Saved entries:
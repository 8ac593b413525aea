//! Header row normalization.

use csv::StringRecord;

/// Normalizes a header value: strips a UTF-8 byte-order mark and trims
/// surrounding whitespace.
pub fn normalize_header(value: &str) -> String {
    value.trim_start_matches('\u{feff}').trim().to_string()
}

/// Converts the first record of a source into column names.
pub(crate) fn header_columns(record: &StringRecord) -> Vec<String> {
    record.iter().map(normalize_header).collect()
}
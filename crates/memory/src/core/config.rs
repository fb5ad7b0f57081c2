//! Configuration for the tiered allocator
//!
//! Everything here is fixed at construction: the arena size, the capacity of
//! each power-of-two size class, and whether allocation attempts are traced.

use crate::error::{MemoryError, MemoryResult};
use crate::utils::WORD_SIZE;

/// Upper bound on the number of size classes.
///
/// Class `i` serves blocks of `4 << i` bytes, so the largest class is 32 MiB.
pub const MAX_SIZE_CLASSES: usize = 24;

/// Tiered allocator configuration
#[derive(Debug, Clone, PartialEq, Eq)]
pub struct TieredConfig {
    /// Total bytes in the bump region, including the pool backing carved from it
    pub arena_size: usize,
    /// Block count per size class; entry `i` is the capacity of the `4 << i` class
    pub class_block_counts: Vec<u32>,
    /// Emit one trace record per allocation attempt
    pub debug: bool,
}

impl Default for TieredConfig {
    fn default() -> Self {
        Self {
            arena_size: 1024 * 1024,
            class_block_counts: vec![256, 256, 256, 128, 128, 64, 64, 32],
            debug: cfg!(debug_assertions),
        }
    }
}

impl TieredConfig {
    /// Create a new configuration with default values
    pub fn new() -> Self {
        Self::default()
    }

    /// Production configuration - large arena, tracing off
    pub fn production() -> Self {
        Self {
            arena_size: 16 * 1024 * 1024,
            class_block_counts: vec![4096, 4096, 4096, 2048, 2048, 1024, 1024, 512, 256, 128],
            debug: false,
        }
    }

    /// Debug configuration - small arena so fallback paths are exercised early
    pub fn debug() -> Self {
        Self {
            arena_size: 64 * 1024,
            class_block_counts: vec![64, 64, 64, 32, 32, 16],
            debug: true,
        }
    }

    /// Embedded configuration - a few small classes in a tight arena
    pub fn embedded() -> Self {
        Self {
            arena_size: 16 * 1024,
            class_block_counts: vec![64, 64, 32, 16],
            debug: false,
        }
    }

    /// Set the arena size in bytes
    pub fn with_arena_size(mut self, arena_size: usize) -> Self {
        self.arena_size = arena_size;
        self
    }

    /// Set the per-class block counts
    pub fn with_class_block_counts(mut self, counts: impl Into<Vec<u32>>) -> Self {
        self.class_block_counts = counts.into();
        self
    }

    /// Enable or disable allocation tracing
    pub fn with_debug(mut self, debug: bool) -> Self {
        self.debug = debug;
        self
    }

    /// Number of configured size classes
    pub fn class_count(&self) -> usize {
        self.class_block_counts.len()
    }

    /// Arena bytes consumed by the pool backing at initialization.
    ///
    /// Returns `None` on overflow.
    pub fn pool_backing_bytes(&self) -> Option<usize> {
        self.class_block_counts
            .iter()
            .enumerate()
            .try_fold(0usize, |total, (class, &count)| {
                let block_size = 1usize.checked_shl(class as u32)?.checked_mul(WORD_SIZE)?;
                total.checked_add(block_size.checked_mul(count as usize)?)
            })
    }

    /// Validate the configuration
    pub fn validate(&self) -> MemoryResult<()> {
        if self.arena_size == 0 {
            return Err(MemoryError::invalid_config("arena_size must be non-zero"));
        }
        if self.class_block_counts.len() > MAX_SIZE_CLASSES {
            return Err(MemoryError::invalid_config(&format!(
                "{} size classes requested, at most {MAX_SIZE_CLASSES} supported",
                self.class_block_counts.len()
            )));
        }
        if self.class_block_counts.contains(&u32::MAX) {
            return Err(MemoryError::invalid_config(
                "class block count must be below u32::MAX",
            ));
        }

        let backing = self
            .pool_backing_bytes()
            .ok_or_else(|| MemoryError::size_overflow("pool backing size"))?;
        if backing > self.arena_size {
            return Err(MemoryError::arena_exhausted(
                "tiered",
                backing,
                self.arena_size,
            ));
        }

        Ok(())
    }
}
//! Lock-free bump arena
//!
//! The arena tier. One contiguous buffer served by advancing a shared cursor
//! with a compare-and-swap retry loop: read the cursor, compute the end of the
//! requested slice, give up if that passes the end of the arena, otherwise try
//! to swing the cursor from the observed value to the new end. A failed swap
//! means another thread won the round; the loser re-reads and retries.
//!
//! ## Invariants
//!
//! - `start_addr <= cursor <= end_addr` at all times
//! - The cursor only moves forward
//! - Granted ranges never overlap (a range is owned once its CAS succeeds)
//! - A request that does not fit leaves the cursor untouched
//! - Individual deallocation is a no-op; memory returns to the system only
//!   when the whole arena is dropped

use core::alloc::Layout;
use core::ptr::NonNull;

mod cursor;

use cursor::AtomicCursor;

use crate::allocator::{AllocError, AllocResult, Allocator};
use crate::utils::{Backoff, round_to_word};

/// Alignment of the arena buffer itself.
///
/// Grants are word multiples from this base, so every pointer the arena hands
/// out is word-aligned.
pub const ARENA_ALIGN: usize = 16;

/// Append-only, lock-free bump arena
pub struct BumpArena {
    memory: NonNull<u8>,
    layout: Layout,
    start_addr: usize,
    end_addr: usize,
    cursor: AtomicCursor,
}

impl BumpArena {
    /// Creates an arena of `capacity` bytes
    pub fn new(capacity: usize) -> AllocResult<Self> {
        if capacity == 0 {
            return Err(AllocError::invalid_layout("arena capacity must be non-zero"));
        }

        let layout = Layout::from_size_align(capacity, ARENA_ALIGN)
            .map_err(|_| AllocError::size_overflow("arena layout"))?;

        // SAFETY: layout has non-zero size (checked above).
        let raw = unsafe { std::alloc::alloc(layout) };
        let memory =
            NonNull::new(raw).ok_or_else(|| AllocError::allocation_failed(capacity, ARENA_ALIGN))?;

        let start_addr = memory.as_ptr() as usize;
        let end_addr = start_addr + capacity;

        Ok(Self {
            memory,
            layout,
            start_addr,
            end_addr,
            cursor: AtomicCursor::new(start_addr),
        })
    }

    /// Total capacity
    #[inline]
    pub fn capacity(&self) -> usize {
        self.end_addr - self.start_addr
    }

    /// Bytes reserved so far
    #[inline]
    pub fn used(&self) -> usize {
        self.cursor.load() - self.start_addr
    }

    /// Bytes still available
    #[inline]
    pub fn available(&self) -> usize {
        self.end_addr - self.cursor.load()
    }

    /// Address of the first arena byte
    #[inline]
    pub fn start_addr(&self) -> usize {
        self.start_addr
    }

    /// One past the last arena byte
    #[inline]
    pub fn end_addr(&self) -> usize {
        self.end_addr
    }

    /// Current cursor address
    #[inline]
    pub fn cursor(&self) -> usize {
        self.cursor.load()
    }

    /// `true` iff `addr` lies in `[start_addr, end_addr)`
    #[inline]
    pub fn contains(&self, addr: usize) -> bool {
        addr >= self.start_addr && addr < self.end_addr
    }

    /// Reserves `size` bytes (rounded up to a word multiple).
    ///
    /// Lock-free: every failed CAS means some other thread's reservation
    /// succeeded. Returns `None` when the rounded request does not fit in
    /// the remaining space; nothing is reserved in that case.
    pub fn try_bump(&self, size: usize) -> Option<NonNull<u8>> {
        let size = round_to_word(size)?;
        let mut backoff = Backoff::new();

        loop {
            let current = self.cursor.load();
            let candidate = current.checked_add(size)?;

            if candidate > self.end_addr {
                return None;
            }

            if self.cursor.try_advance(current, candidate).is_ok() {
                let offset = current - self.start_addr;
                // SAFETY: offset + size <= capacity (checked above), so the
                // pointer stays inside the buffer we own; the successful CAS
                // makes [current, candidate) exclusively ours.
                let ptr = unsafe { self.memory.as_ptr().add(offset) };
                return NonNull::new(ptr);
            }

            backoff.spin();
        }
    }
}

impl Drop for BumpArena {
    fn drop(&mut self) {
        // SAFETY: `memory` was allocated in `new` with exactly `layout`.
        unsafe { std::alloc::dealloc(self.memory.as_ptr(), self.layout) };
    }
}

impl core::fmt::Debug for BumpArena {
    fn fmt(&self, f: &mut core::fmt::Formatter<'_>) -> core::fmt::Result {
        f.debug_struct("BumpArena")
            .field("start_addr", &format_args!("{:#x}", self.start_addr))
            .field("capacity", &self.capacity())
            .field("used", &self.used())
            .finish()
    }
}

// SAFETY: BumpArena is Send because:
// - It exclusively owns its buffer (allocated in `new`, freed in `drop`)
// - The cursor is an atomic
unsafe impl Send for BumpArena {}

// SAFETY: BumpArena is Sync because:
// - The only shared mutable state is the cursor, updated by CAS
// - A successful CAS hands the winner an exclusive, non-overlapping range
// - AcqRel ordering publishes each cursor move to the next reader
unsafe impl Sync for BumpArena {}

// SAFETY: BumpArena implements Allocator via bump pointer allocation.
// - allocate() reserves exclusive word-aligned ranges via CAS
// - deallocate() is intentionally a no-op (bump memory is never reclaimed
//   individually)
unsafe impl Allocator for BumpArena {
    unsafe fn allocate(&self, size: usize) -> AllocResult<NonNull<u8>> {
        self.try_bump(size)
            .ok_or_else(|| AllocError::arena_exhausted("bump", size, self.available()))
    }

    unsafe fn deallocate(&self, _ptr: NonNull<u8>) {}
}
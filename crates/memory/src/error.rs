//! Standalone error types for strata-memory
//!
//! Allocation itself almost never fails: arena and pool exhaustion fall back to
//! the heap. These errors cover construction (bad configuration, a pool backing
//! that does not fit the arena) and heap exhaustion, the one failure a caller
//! of [`TieredAllocator::allocate`](crate::allocator::TieredAllocator::allocate)
//! can observe.

use thiserror::Error;

#[cfg(feature = "logging")]
use tracing::{error, warn};

/// Memory management errors
#[must_use = "errors should be handled"]
#[non_exhaustive]
#[derive(Error, Debug, Clone, PartialEq, Eq)]
pub enum MemoryError {
    // --- Allocation Errors ---
    #[error("Memory allocation failed: {size} bytes with {align} byte alignment")]
    AllocationFailed { size: usize, align: usize },

    #[error("Invalid memory layout: {reason}")]
    InvalidLayout { reason: String },

    #[error("Size overflow during operation: {operation}")]
    SizeOverflow { operation: String },

    // --- Arena Errors ---
    #[error("Arena '{arena_id}' exhausted: requested {requested} bytes, available {available}")]
    ArenaExhausted {
        arena_id: String,
        requested: usize,
        available: usize,
    },

    // --- Configuration Errors ---
    #[error("Invalid configuration: {reason}")]
    InvalidConfig { reason: String },
}

impl MemoryError {
    /// Get error code for categorization
    #[must_use]
    pub fn code(&self) -> &'static str {
        match self {
            Self::AllocationFailed { .. } => "MEM:ALLOC:FAILED",
            Self::InvalidLayout { .. } => "MEM:ALLOC:LAYOUT",
            Self::SizeOverflow { .. } => "MEM:ALLOC:OVERFLOW",
            Self::ArenaExhausted { .. } => "MEM:ARENA:EXHAUSTED",
            Self::InvalidConfig { .. } => "MEM:CONFIG:INVALID",
        }
    }

    // ============================================================================
    // Convenience Constructors
    // ============================================================================

    /// Create allocation failed error
    pub fn allocation_failed(size: usize, align: usize) -> Self {
        #[cfg(feature = "logging")]
        error!(size, align, "memory allocation failed");

        Self::AllocationFailed { size, align }
    }

    /// Create invalid layout error
    pub fn invalid_layout(reason: &str) -> Self {
        Self::InvalidLayout {
            reason: reason.to_string(),
        }
    }

    /// Create size overflow error
    pub fn size_overflow(operation: &str) -> Self {
        Self::SizeOverflow {
            operation: operation.to_string(),
        }
    }

    /// Create arena exhausted error
    pub fn arena_exhausted(arena_id: &str, requested: usize, available: usize) -> Self {
        #[cfg(feature = "logging")]
        warn!(arena_id, requested, available, "arena exhausted");

        Self::ArenaExhausted {
            arena_id: arena_id.to_string(),
            requested,
            available,
        }
    }

    /// Create invalid config error
    pub fn invalid_config(reason: &str) -> Self {
        Self::InvalidConfig {
            reason: reason.to_string(),
        }
    }
}

// ============================================================================
// Result Types
// ============================================================================

/// Result type for memory operations
pub type MemoryResult<T> = core::result::Result<T, MemoryError>;

/// Allocation-path aliases, kept separate so call sites read as allocator code
pub type AllocError = MemoryError;
pub type AllocResult<T> = MemoryResult<T>;
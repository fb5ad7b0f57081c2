//! System allocator implementation
//!
//! The heap tier. Wraps the C runtime's `malloc`/`free` pair, which frees from
//! a bare pointer; that is exactly the shape the tiered allocator's
//! `dealloc(p)` needs when it forwards an out-of-arena pointer.

use core::ptr::NonNull;

use super::{AllocError, AllocResult, Allocator};
use crate::utils::WORD_SIZE;

/// Wrapper for the platform's general-purpose heap
///
/// # Thread Safety
/// Thread safety is whatever the C runtime's `malloc` provides; every
/// mainstream libc is thread-safe.
///
/// # Alignment
/// `malloc` aligns to `max_align_t`, which covers [`WORD_SIZE`].
#[derive(Debug, Clone, Copy, Default)]
pub struct SystemAllocator;

impl SystemAllocator {
    /// Creates a new SystemAllocator
    #[inline]
    pub const fn new() -> Self {
        Self
    }
}

// SAFETY: malloc returns either null (mapped to an error) or a fresh,
// max_align_t-aligned block that free() accepts.
unsafe impl Allocator for SystemAllocator {
    #[inline]
    unsafe fn allocate(&self, size: usize) -> AllocResult<NonNull<u8>> {
        // malloc(0) may legally return null; ask for a word instead.
        let size = size.max(WORD_SIZE);

        // SAFETY: plain FFI call with no preconditions.
        let ptr = unsafe { libc::malloc(size) }.cast::<u8>();

        NonNull::new(ptr).ok_or_else(|| AllocError::allocation_failed(size, WORD_SIZE))
    }

    #[inline]
    unsafe fn deallocate(&self, ptr: NonNull<u8>) {
        // SAFETY: caller guarantees `ptr` came from `allocate` above.
        unsafe { libc::free(ptr.as_ptr().cast()) };
    }
}
//! Thread-safe interior mutability primitive for the pooled tier.
//!
//! The size-class pools are not internally synchronized. `SyncUnsafeCell` lets
//! the tiered allocator hold its `PoolSet` behind `&self` (so the lock-free bump
//! tier stays shareable across threads) while the pooled entry points carry
//! the serialization requirement in their `unsafe` contracts.

use core::cell::UnsafeCell;

/// A wrapper around `UnsafeCell<T>` that implements `Sync`.
///
/// # Safety
///
/// The caller must ensure that access to the inner value is properly synchronized.
///
/// # Memory Layout
///
/// This type is `repr(transparent)` and has the same layout as `UnsafeCell<T>`.
#[repr(transparent)]
pub(crate) struct SyncUnsafeCell<T: ?Sized>(UnsafeCell<T>);

// SAFETY: SyncUnsafeCell<T> is Sync if T is Send.
// - The UnsafeCell wrapper doesn't add thread-local state
// - Every access site is an `unsafe` allocator entry point whose contract
//   requires the caller to serialize access
// - T: Send ensures the value can be touched from whichever thread holds that right
unsafe impl<T: ?Sized + Send> Sync for SyncUnsafeCell<T> {}

impl<T> SyncUnsafeCell<T> {
    /// Creates a new `SyncUnsafeCell` containing the given value.
    #[inline]
    pub(crate) const fn new(value: T) -> Self {
        Self(UnsafeCell::new(value))
    }
}

impl<T: ?Sized> SyncUnsafeCell<T> {
    /// Gets a mutable pointer to the wrapped value.
    #[inline]
    pub(crate) fn get(&self) -> *mut T {
        self.0.get()
    }
}
//! Utility functions shared by the allocator tiers
//!
//! - Word rounding for request sizes
//! - Exact ceiling log2 used by the size-class lookup
//! - Spin backoff for the bump cursor CAS loop

/// Size in bytes of the allocator's machine word.
///
/// Requests on every tier are rounded up to a multiple of this, free-list
/// links occupy exactly one word, and it is the block size of size class 0.
pub const WORD_SIZE: usize = 4;

/// Rounds a request size up to the next multiple of [`WORD_SIZE`].
///
/// Zero-sized requests take one word so that every grant has a distinct
/// address. Returns `None` if the rounding overflows.
///
/// # Examples
/// ```
/// use strata_memory::utils::round_to_word;
///
/// assert_eq!(round_to_word(0), Some(4));
/// assert_eq!(round_to_word(3), Some(4));
/// assert_eq!(round_to_word(5), Some(8));
/// assert_eq!(round_to_word(usize::MAX), None);
/// ```
#[inline(always)]
pub const fn round_to_word(size: usize) -> Option<usize> {
    if size == 0 {
        return Some(WORD_SIZE);
    }
    match size.checked_add(WORD_SIZE - 1) {
        Some(padded) => Some(padded & !(WORD_SIZE - 1)),
        None => None,
    }
}

/// Checks if a value is a non-zero multiple of [`WORD_SIZE`]
#[inline(always)]
pub const fn is_word_multiple(value: usize) -> bool {
    value != 0 && value % WORD_SIZE == 0
}

/// Exact `ceil(log2(x))`.
///
/// Built on count-leading-zeros so exact powers of two and values one past a
/// power of two land on different results. `0` and `1` both map to `0`.
///
/// # Examples
/// ```
/// use strata_memory::utils::ceil_log2;
///
/// assert_eq!(ceil_log2(4), 2);
/// assert_eq!(ceil_log2(5), 3);
/// assert_eq!(ceil_log2(8), 3);
/// assert_eq!(ceil_log2(9), 4);
/// ```
#[inline(always)]
pub const fn ceil_log2(x: usize) -> u32 {
    if x <= 1 {
        0
    } else {
        usize::BITS - (x - 1).leading_zeros()
    }
}

/// Backoff utility for spin loops
#[derive(Debug, Clone)]
pub struct Backoff {
    current: u32,
    max: u32,
}

impl Backoff {
    /// Create new backoff with default parameters
    #[inline]
    pub fn new() -> Self {
        Self {
            current: 1,
            max: 64,
        }
    }

    /// Perform backoff
    #[inline]
    pub fn spin(&mut self) {
        for _ in 0..self.current {
            core::hint::spin_loop();
        }
        if self.current < self.max {
            self.current = (self.current * 2).min(self.max);
        }
    }
}

impl Default for Backoff {
    fn default() -> Self {
        Self::new()
    }
}
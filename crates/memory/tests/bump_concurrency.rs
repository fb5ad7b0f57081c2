//! Concurrency tests for the lock-free bump arena

use std::sync::Arc;
use std::sync::atomic::{AtomicBool, Ordering};
use std::thread;

use strata_memory::allocator::BumpArena;

#[test]
fn test_concurrent_grants_are_disjoint() {
    const THREADS: usize = 8;
    const PER_THREAD: usize = 128;
    const SIZE: usize = 12;

    let arena = Arc::new(BumpArena::new(THREADS * PER_THREAD * SIZE).unwrap());

    let handles: Vec<_> = (0..THREADS)
        .map(|t| {
            let arena = Arc::clone(&arena);
            thread::spawn(move || {
                let mut grants = Vec::with_capacity(PER_THREAD);
                for _ in 0..PER_THREAD {
                    let ptr = arena.try_bump(SIZE).expect("arena sized for every request");
                    // SAFETY: the grant is exclusively ours.
                    unsafe { ptr.as_ptr().write_bytes(t as u8, SIZE) };
                    grants.push(ptr.as_ptr() as usize);
                }
                (t, grants)
            })
        })
        .collect();

    let mut all = Vec::with_capacity(THREADS * PER_THREAD);
    for handle in handles {
        let (t, grants) = handle.join().unwrap();
        for &addr in &grants {
            // nobody else wrote into our slice
            let bytes = unsafe { std::slice::from_raw_parts(addr as *const u8, SIZE) };
            assert!(bytes.iter().all(|&b| b == t as u8));
        }
        all.extend(grants);
    }

    assert_eq!(arena.available(), 0);
    assert_eq!(arena.used(), THREADS * PER_THREAD * SIZE);

    all.sort_unstable();
    all.dedup();
    assert_eq!(all.len(), THREADS * PER_THREAD, "a slice was granted twice");
    assert!(all.windows(2).all(|w| w[1] - w[0] >= SIZE));
    assert!(all.iter().all(|&addr| arena.contains(addr)));
}

#[test]
fn test_concurrent_saturation_loses_nothing() {
    const THREADS: usize = 6;
    const CAPACITY: usize = 1000;

    let arena = Arc::new(BumpArena::new(CAPACITY).unwrap());

    let handles: Vec<_> = (0..THREADS)
        .map(|_| {
            let arena = Arc::clone(&arena);
            thread::spawn(move || {
                let mut granted = 0usize;
                while arena.try_bump(8).is_some() {
                    granted += 8;
                }
                granted
            })
        })
        .collect();

    let total: usize = handles.into_iter().map(|h| h.join().unwrap()).sum();

    // 1000 is not a multiple of 8; the 4-byte tail stays unclaimed
    assert_eq!(total, CAPACITY / 8 * 8);
    assert_eq!(arena.used(), total);
    assert_eq!(arena.available(), CAPACITY - total);
    assert!(arena.try_bump(4).is_some());
    assert_eq!(arena.available(), 0);
}

#[test]
fn test_cursor_is_monotonic_under_contention() {
    let arena = Arc::new(BumpArena::new(64 * 1024).unwrap());
    let done = Arc::new(AtomicBool::new(false));

    let observer = {
        let arena = Arc::clone(&arena);
        let done = Arc::clone(&done);
        thread::spawn(move || {
            let mut last = arena.cursor();
            while !done.load(Ordering::Acquire) {
                let now = arena.cursor();
                assert!(now >= last, "cursor moved backwards");
                assert!(now <= arena.end_addr());
                last = now;
            }
        })
    };

    let writers: Vec<_> = (0..4)
        .map(|_| {
            let arena = Arc::clone(&arena);
            thread::spawn(move || while arena.try_bump(4).is_some() {})
        })
        .collect();

    for writer in writers {
        writer.join().unwrap();
    }
    done.store(true, Ordering::Release);
    observer.join().unwrap();

    assert_eq!(arena.cursor(), arena.end_addr());
}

▶ _Problem to work on_:
Scan the records above and report every line with the string "heap".

▶ _Answer space_:
//! the heap. These errors cover construction (bad configuration, a pool backing
//! that does not fit the arena) and heap exhaustion, the one failure a caller
//! The heap tier. Wraps the C runtime's `malloc`/`free` pair, which frees from
/// Wrapper for the platform's general-purpose heap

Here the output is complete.